Ironically, some self-styled leadership experts had gone to town with concocted and outdated figures allegedly from the Debt Management Office ( DMO) to claim that Rivers State was the second most indebted state in the country.
This unpatriotic, shameful and loquacious attempt to de-market the state for cheap political recognition and tokenist gains, was a very desperate attempt at misleading the people with misinformation.
This was soon debunked by the DMO, the very establishment they alluded their misleading information to, which published the comprehensive debt profile of all the states and the Federal Government and confirmed that Rivers State was not even amongst the first 10 most indebted states in the country.
This annual report has once again exposed the pernicious misinformation being peddled by the fake analysts who would deliberately prefer to turn a blind eye to the massive infrastructural development and the astute acumen with which Governor Wike is managing the state’s resources, especially at a time when the global economy has been devastated by the COVID-19 pandemic.
It is on record that for every project which the Governor Wike’s administration has embarked: flyovers, dual carriage highways, educational institutions campuses, healthcare facilities, agriculture, housing, sandfilling and reclamation of vast swathes of land in riverine communities across the length and breath of the state, there has always been a structured payment schedule to ensure that no project is delayed as a result of funding constraints.

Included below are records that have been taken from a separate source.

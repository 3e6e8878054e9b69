//! # Worker Pool
//!
//! A pool of identical workers, each looping poll, handle, ack. Workers
//! share nothing but the queue and the store; correctness never depends
//! on the pool size. Transient handler faults nack the delivery so the
//! visibility timeout redelivers it; permanent faults ack and surface
//! through statuses and events.

use std::sync::Arc;
use tokio::sync::watch;
use tokio::task::JoinHandle;
use tracing::{debug, error, info, warn};

use crate::config::EngineConfig;
use crate::handlers::MessageDispatcher;
use crate::messaging::MessageQueue;

/// Handle over a running pool of queue workers
pub struct WorkerPool {
    shutdown: watch::Sender<bool>,
    handles: Vec<JoinHandle<()>>,
}

impl WorkerPool {
    /// Spawn `config.worker_count` workers onto the current runtime
    pub fn start(
        dispatcher: Arc<MessageDispatcher>,
        queue: Arc<dyn MessageQueue>,
        config: &EngineConfig,
    ) -> Self {
        let (shutdown, _) = watch::channel(false);
        let handles = (0..config.worker_count)
            .map(|worker_id| {
                let dispatcher = dispatcher.clone();
                let queue = queue.clone();
                let mut shutdown_rx = shutdown.subscribe();
                let poll_interval = config.poll_interval();
                tokio::spawn(async move {
                    info!(worker_id, "worker started");
                    loop {
                        if *shutdown_rx.borrow() {
                            break;
                        }
                        match queue.poll().await {
                            Ok(Some(delivery)) => {
                                match dispatcher.dispatch(&delivery.message).await {
                                    Ok(()) => {
                                        if let Err(err) = queue.ack(delivery.token).await {
                                            warn!(worker_id, %err, "ack failed");
                                        }
                                    }
                                    Err(err) if err.is_transient() => {
                                        warn!(
                                            worker_id,
                                            message_type = delivery.message.message_type(),
                                            %err,
                                            "transient fault, returning message for redelivery"
                                        );
                                        if let Err(err) = queue.nack(delivery.token).await {
                                            warn!(worker_id, %err, "nack failed");
                                        }
                                    }
                                    Err(err) => {
                                        error!(
                                            worker_id,
                                            message_type = delivery.message.message_type(),
                                            execution_id = delivery.message.execution_id(),
                                            %err,
                                            "handler failed permanently, dropping message"
                                        );
                                        if let Err(err) = queue.ack(delivery.token).await {
                                            warn!(worker_id, %err, "ack failed");
                                        }
                                    }
                                }
                            }
                            Ok(None) => {
                                tokio::select! {
                                    _ = tokio::time::sleep(poll_interval) => {}
                                    _ = shutdown_rx.changed() => {}
                                }
                            }
                            Err(err) => {
                                warn!(worker_id, %err, "queue poll failed");
                                tokio::time::sleep(poll_interval).await;
                            }
                        }
                    }
                    debug!(worker_id, "worker stopped");
                })
            })
            .collect();
        Self { shutdown, handles }
    }

    /// Signal every worker to stop and wait for them to drain
    pub async fn shutdown(self) {
        let _ = self.shutdown.send(true);
        for handle in self.handles {
            let _ = handle.await;
        }
    }

    /// Number of workers in the pool
    pub fn size(&self) -> usize {
        self.handles.len()
    }
}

Even those projects for which loan facilities have been sourced to execute, like the recently approved N25 billion loan from Zenith Bank for the funding of the Oyigbo-Afam Road, Chokocho-Igbodo Road, the 10th flyover in Port Harcourt and other projects, a servicing and loan repayment schedule which has ensured that the loan would be repaid within 18 months from the State Internally Generated Revenue (IGR), has already been put in place.

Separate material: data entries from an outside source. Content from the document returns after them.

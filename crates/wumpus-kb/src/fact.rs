use core::fmt;

use wumpus_core::{Cell, Content};

#[cfg(feature = "serde")]
use serde::{Deserialize, Serialize};

#[derive(Debug, Clone, Copy, PartialEq, Eq, PartialOrd, Ord, Hash)]
#[cfg_attr(feature = "serde", derive(Serialize, Deserialize))]
pub enum HazardKind {
    Pit,
    Wumpus,
}

impl HazardKind {
    pub const ALL: [HazardKind; 2] = [HazardKind::Pit, HazardKind::Wumpus];

    /// The percept this hazard produces in adjacent cells.
    pub fn percept(self) -> Percept {
        match self {
            HazardKind::Pit => Percept::Breeze,
            HazardKind::Wumpus => Percept::Stench,
        }
    }

    pub fn from_content(content: Content) -> Option<Self> {
        match content {
            Content::Pit => Some(HazardKind::Pit),
            Content::Wumpus => Some(HazardKind::Wumpus),
            _ => None,
        }
    }
}

impl fmt::Display for HazardKind {
    fn fmt(&self, f: &mut fmt::Formatter<'_>) -> fmt::Result {
        f.write_str(match self {
            HazardKind::Pit => "Pit",
            HazardKind::Wumpus => "Wumpus",
        })
    }
}

#[derive(Debug, Clone, Copy, PartialEq, Eq, PartialOrd, Ord, Hash)]
#[cfg_attr(feature = "serde", derive(Serialize, Deserialize))]
pub enum Percept {
    Breeze,
    Stench,
}

impl Percept {
    pub const ALL: [Percept; 2] = [Percept::Breeze, Percept::Stench];

    pub fn content(self) -> Content {
        match self {
            Percept::Breeze => Content::Breeze,
            Percept::Stench => Content::Stench,
        }
    }
}

impl fmt::Display for Percept {
    fn fmt(&self, f: &mut fmt::Formatter<'_>) -> fmt::Result {
        f.write_str(match self {
            Percept::Breeze => "Breeze",
            Percept::Stench => "Stench",
        })
    }
}

/// Fact vocabulary. Hazard-related predicates carry their hazard kind.
#[derive(Debug, Clone, Copy, PartialEq, Eq, PartialOrd, Ord, Hash)]
#[cfg_attr(feature = "serde", derive(Serialize, Deserialize))]
pub enum Predicate {
    Hazard(HazardKind),
    NoHazard(HazardKind),
    PossibleHazard(HazardKind),
    Percept(Percept),
    NoPercept(Percept),
    Gold,
    GoldCollected,
    Visited,
    Safe,
    Neutralized,
}

/// A predicate applied to one cell. Also the knowledge base's storage key.
#[derive(Debug, Clone, Copy, PartialEq, Eq, PartialOrd, Ord, Hash)]
#[cfg_attr(feature = "serde", derive(Serialize, Deserialize))]
pub struct Fact {
    pub predicate: Predicate,
    pub cell: Cell,
}

impl Fact {
    pub const fn new(predicate: Predicate, cell: Cell) -> Self {
        Self { predicate, cell }
    }

    pub const fn hazard(kind: HazardKind, cell: Cell) -> Self {
        Self::new(Predicate::Hazard(kind), cell)
    }

    pub const fn no_hazard(kind: HazardKind, cell: Cell) -> Self {
        Self::new(Predicate::NoHazard(kind), cell)
    }

    pub const fn possible_hazard(kind: HazardKind, cell: Cell) -> Self {
        Self::new(Predicate::PossibleHazard(kind), cell)
    }

    pub const fn percept(percept: Percept, cell: Cell) -> Self {
        Self::new(Predicate::Percept(percept), cell)
    }

    pub const fn no_percept(percept: Percept, cell: Cell) -> Self {
        Self::new(Predicate::NoPercept(percept), cell)
    }
}

impl fmt::Display for Fact {
    fn fmt(&self, f: &mut fmt::Formatter<'_>) -> fmt::Result {
        match self.predicate {
            Predicate::Hazard(kind) => write!(f, "{kind}{}", self.cell),
            Predicate::NoHazard(kind) => write!(f, "No{kind}{}", self.cell),
            Predicate::PossibleHazard(kind) => write!(f, "Possible{kind}{}", self.cell),
            Predicate::Percept(percept) => write!(f, "{percept}{}", self.cell),
            Predicate::NoPercept(percept) => write!(f, "No{percept}{}", self.cell),
            Predicate::Gold => write!(f, "Gold{}", self.cell),
            Predicate::GoldCollected => write!(f, "GoldCollected{}", self.cell),
            Predicate::Visited => write!(f, "Visited{}", self.cell),
            Predicate::Safe => write!(f, "Safe{}", self.cell),
            Predicate::Neutralized => write!(f, "Neutralized{}", self.cell),
        }
    }
}

/// How a fact entered the knowledge base. Ordered weakest to strongest.
#[derive(Debug, Clone, Copy, PartialEq, Eq, PartialOrd, Ord, Hash)]
#[cfg_attr(feature = "serde", derive(Serialize, Deserialize))]
pub enum Provenance {
    /// Boundary heuristic; not a sound inference.
    Guessed,
    Deduced,
    Observed,
}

Indeed, the most impressive aspect of Governor Wike’s fiscal prudence is the fact that funds are clearly appropriated to defined and verifiable projects like the Nabo Graham-Douglas Campus of the Nigerian Law School at Rumueme, Port Harcourt, the Chokocho-Igbodo Road in Etche Local Government Area and the Oyigbo-Afam Road in Oyigbo Local Government Area, among others, which have been earmarked for the recent N25 billion.
Governor Wike has also been at the forefront of monitoring the pace of construction and implementation of these projects, with his hands-on, pragmatic, often spontaneous on-the-spot assessment and verification visits to project sites, to ensure that they are delivered to specifications and within the time frame stipulated for the projects.
It has therefore come as little or no surprise at all that Rivers State has come out tops in the BudgIT fiscal perfomance ranking of states for 2021. The reason for this is simple: Governor Wike’s midas touch in fiscal acumen and the strategic prudential discipline, which has been the hallmark in the management of the states financial resources, is unparalleled and yielding fantastic reports.
Governor Wike has always sounded it loud and clear that he has no reason to be shuttling to Abuja, cap in hand, to go and beg for funds like some administrators do. He has left no one in doubt, since he assumed office in May 2015, that he is not a lazy leader, but is well aware of his avowed pledge and commitment, both in actions and comments, and he is very determined not leave any debt behind for the incoming administration in the state.
Indeed, for a leader who has also kept faith with his pledge to Rivers people of his commitment not to leave any abandoned project behind for the next administration, as well as his promise to make sure that he delivers legacy projects to every local government area in the state, the obvious conclusion to be made is that Rivers State will continue to excel in its fiscal perfomance till the end of the tenure of the Governor Wike’s administration.
•Nsirim is the Commissioner for Information and Communications, Rivers State.